[DATA TO EXAMINE — start]

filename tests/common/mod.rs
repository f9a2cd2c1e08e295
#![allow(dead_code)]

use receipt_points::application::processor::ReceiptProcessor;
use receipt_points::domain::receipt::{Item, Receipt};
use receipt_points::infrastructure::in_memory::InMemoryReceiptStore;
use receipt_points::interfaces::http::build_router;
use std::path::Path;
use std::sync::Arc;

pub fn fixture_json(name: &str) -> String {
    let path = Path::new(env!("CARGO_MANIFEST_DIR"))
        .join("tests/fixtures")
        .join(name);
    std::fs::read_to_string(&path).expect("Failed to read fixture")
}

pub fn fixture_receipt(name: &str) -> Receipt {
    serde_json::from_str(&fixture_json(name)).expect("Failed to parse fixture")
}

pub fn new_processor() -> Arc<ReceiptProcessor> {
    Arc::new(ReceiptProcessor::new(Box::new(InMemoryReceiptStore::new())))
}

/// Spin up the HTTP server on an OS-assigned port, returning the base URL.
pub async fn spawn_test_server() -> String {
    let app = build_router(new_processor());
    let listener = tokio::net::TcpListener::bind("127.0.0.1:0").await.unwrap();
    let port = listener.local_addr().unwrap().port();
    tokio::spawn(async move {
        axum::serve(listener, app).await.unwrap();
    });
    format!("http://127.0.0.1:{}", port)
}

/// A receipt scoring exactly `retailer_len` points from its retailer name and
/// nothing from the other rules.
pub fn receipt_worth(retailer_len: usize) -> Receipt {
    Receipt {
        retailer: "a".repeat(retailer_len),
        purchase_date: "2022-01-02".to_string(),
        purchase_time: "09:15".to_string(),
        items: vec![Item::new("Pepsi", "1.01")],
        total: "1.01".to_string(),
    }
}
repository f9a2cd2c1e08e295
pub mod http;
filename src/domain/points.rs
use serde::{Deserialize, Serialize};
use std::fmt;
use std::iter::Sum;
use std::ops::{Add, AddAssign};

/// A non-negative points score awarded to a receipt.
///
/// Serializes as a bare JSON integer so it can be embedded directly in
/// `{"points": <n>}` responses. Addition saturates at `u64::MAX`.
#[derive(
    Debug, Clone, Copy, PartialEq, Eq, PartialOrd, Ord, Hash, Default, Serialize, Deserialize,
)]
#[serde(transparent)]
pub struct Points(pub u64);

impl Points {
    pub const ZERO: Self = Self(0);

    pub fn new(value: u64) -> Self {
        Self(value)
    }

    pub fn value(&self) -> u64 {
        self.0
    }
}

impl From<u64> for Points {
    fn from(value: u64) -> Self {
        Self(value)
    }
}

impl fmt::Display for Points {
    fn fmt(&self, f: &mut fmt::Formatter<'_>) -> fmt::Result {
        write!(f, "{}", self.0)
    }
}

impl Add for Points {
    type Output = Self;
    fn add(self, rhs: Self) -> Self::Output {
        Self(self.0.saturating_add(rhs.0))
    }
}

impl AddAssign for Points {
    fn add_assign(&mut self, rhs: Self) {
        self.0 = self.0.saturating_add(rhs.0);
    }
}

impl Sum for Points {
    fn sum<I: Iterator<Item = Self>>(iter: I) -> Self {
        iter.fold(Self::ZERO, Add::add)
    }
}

[DATA TO EXAMINE — finish]
[DATA TO EXAMINE — start]

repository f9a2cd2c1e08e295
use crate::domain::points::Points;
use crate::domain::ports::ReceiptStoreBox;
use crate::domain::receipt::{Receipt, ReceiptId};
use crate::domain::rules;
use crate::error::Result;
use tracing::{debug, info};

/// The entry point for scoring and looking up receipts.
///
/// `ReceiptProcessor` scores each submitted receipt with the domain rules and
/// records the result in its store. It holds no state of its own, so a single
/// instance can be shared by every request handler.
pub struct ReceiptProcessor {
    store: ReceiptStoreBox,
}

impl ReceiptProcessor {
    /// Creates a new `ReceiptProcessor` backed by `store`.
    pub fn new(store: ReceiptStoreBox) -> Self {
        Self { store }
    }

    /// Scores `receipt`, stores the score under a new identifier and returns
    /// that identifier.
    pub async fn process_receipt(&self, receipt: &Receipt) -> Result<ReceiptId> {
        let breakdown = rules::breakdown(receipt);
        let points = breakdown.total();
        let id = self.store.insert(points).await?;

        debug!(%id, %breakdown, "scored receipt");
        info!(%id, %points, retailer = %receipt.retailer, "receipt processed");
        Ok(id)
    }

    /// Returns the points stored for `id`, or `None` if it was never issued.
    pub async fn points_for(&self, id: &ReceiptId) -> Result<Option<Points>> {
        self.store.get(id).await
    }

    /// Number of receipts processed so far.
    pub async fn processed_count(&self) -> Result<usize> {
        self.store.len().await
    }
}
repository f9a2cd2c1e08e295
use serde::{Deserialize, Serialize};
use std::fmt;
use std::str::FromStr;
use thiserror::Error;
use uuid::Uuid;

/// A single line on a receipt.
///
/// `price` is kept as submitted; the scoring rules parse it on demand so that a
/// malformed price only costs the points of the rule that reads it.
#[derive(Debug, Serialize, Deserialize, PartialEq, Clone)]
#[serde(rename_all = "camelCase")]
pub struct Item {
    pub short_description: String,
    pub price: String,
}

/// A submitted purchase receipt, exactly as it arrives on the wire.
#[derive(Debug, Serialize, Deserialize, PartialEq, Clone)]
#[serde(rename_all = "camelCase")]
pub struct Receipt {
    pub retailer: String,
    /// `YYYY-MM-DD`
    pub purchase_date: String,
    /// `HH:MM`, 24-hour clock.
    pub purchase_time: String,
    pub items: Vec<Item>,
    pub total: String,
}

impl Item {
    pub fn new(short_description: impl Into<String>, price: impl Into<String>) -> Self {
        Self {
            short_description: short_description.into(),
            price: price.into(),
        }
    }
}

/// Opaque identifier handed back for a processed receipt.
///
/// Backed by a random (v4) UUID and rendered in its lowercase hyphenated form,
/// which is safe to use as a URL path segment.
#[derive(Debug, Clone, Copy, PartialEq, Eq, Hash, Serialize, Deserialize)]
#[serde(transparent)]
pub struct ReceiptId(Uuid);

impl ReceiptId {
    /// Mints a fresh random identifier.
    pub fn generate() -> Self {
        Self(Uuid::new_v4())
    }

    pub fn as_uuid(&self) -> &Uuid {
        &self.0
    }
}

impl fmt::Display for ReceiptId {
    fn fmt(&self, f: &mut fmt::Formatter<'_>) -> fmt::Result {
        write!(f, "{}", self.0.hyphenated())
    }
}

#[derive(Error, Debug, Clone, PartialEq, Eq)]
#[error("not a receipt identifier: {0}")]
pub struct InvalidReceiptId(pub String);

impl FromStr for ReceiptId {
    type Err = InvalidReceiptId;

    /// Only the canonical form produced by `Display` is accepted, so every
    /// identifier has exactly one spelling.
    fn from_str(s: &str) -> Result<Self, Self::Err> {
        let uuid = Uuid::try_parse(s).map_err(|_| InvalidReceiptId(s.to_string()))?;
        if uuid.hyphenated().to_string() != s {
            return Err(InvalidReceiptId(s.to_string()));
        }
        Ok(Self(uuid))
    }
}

[DATA TO EXAMINE — finish]
[DATA TO EXAMINE — start]

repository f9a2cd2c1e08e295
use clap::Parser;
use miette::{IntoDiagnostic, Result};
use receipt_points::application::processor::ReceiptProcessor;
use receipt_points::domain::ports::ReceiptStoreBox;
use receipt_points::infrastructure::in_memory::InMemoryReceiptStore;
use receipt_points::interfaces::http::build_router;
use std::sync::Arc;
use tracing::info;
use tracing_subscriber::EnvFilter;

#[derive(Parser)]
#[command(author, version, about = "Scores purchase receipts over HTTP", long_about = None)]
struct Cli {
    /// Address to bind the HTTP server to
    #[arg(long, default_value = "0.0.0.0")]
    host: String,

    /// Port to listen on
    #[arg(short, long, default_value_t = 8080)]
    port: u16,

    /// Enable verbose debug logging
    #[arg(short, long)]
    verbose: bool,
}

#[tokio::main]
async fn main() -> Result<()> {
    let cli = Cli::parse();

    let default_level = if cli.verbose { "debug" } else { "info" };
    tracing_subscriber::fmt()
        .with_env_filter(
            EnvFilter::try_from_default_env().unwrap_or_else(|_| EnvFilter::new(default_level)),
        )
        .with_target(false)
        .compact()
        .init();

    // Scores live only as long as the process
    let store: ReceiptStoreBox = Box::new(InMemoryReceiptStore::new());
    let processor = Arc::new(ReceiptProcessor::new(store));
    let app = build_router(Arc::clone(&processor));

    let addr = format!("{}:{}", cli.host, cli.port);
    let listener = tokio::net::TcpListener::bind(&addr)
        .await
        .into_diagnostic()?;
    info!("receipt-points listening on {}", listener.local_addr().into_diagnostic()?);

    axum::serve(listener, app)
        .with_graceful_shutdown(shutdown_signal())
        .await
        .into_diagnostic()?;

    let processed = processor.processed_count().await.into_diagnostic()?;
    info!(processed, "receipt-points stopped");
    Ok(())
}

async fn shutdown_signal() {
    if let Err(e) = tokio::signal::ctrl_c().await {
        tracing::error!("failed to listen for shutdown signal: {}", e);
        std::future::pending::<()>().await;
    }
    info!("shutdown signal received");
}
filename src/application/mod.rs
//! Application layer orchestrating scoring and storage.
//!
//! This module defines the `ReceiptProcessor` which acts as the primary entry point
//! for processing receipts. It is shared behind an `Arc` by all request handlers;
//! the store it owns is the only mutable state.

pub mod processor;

[DATA TO EXAMINE — finish]

■ ABOUT THIS TASK ■
Show all lines in the entries above where the string "write" appears.

■ EXERCISE RESULT ■
        write!(f, "{}", self.0)
        write!(f, "{}", self.0.hyphenated())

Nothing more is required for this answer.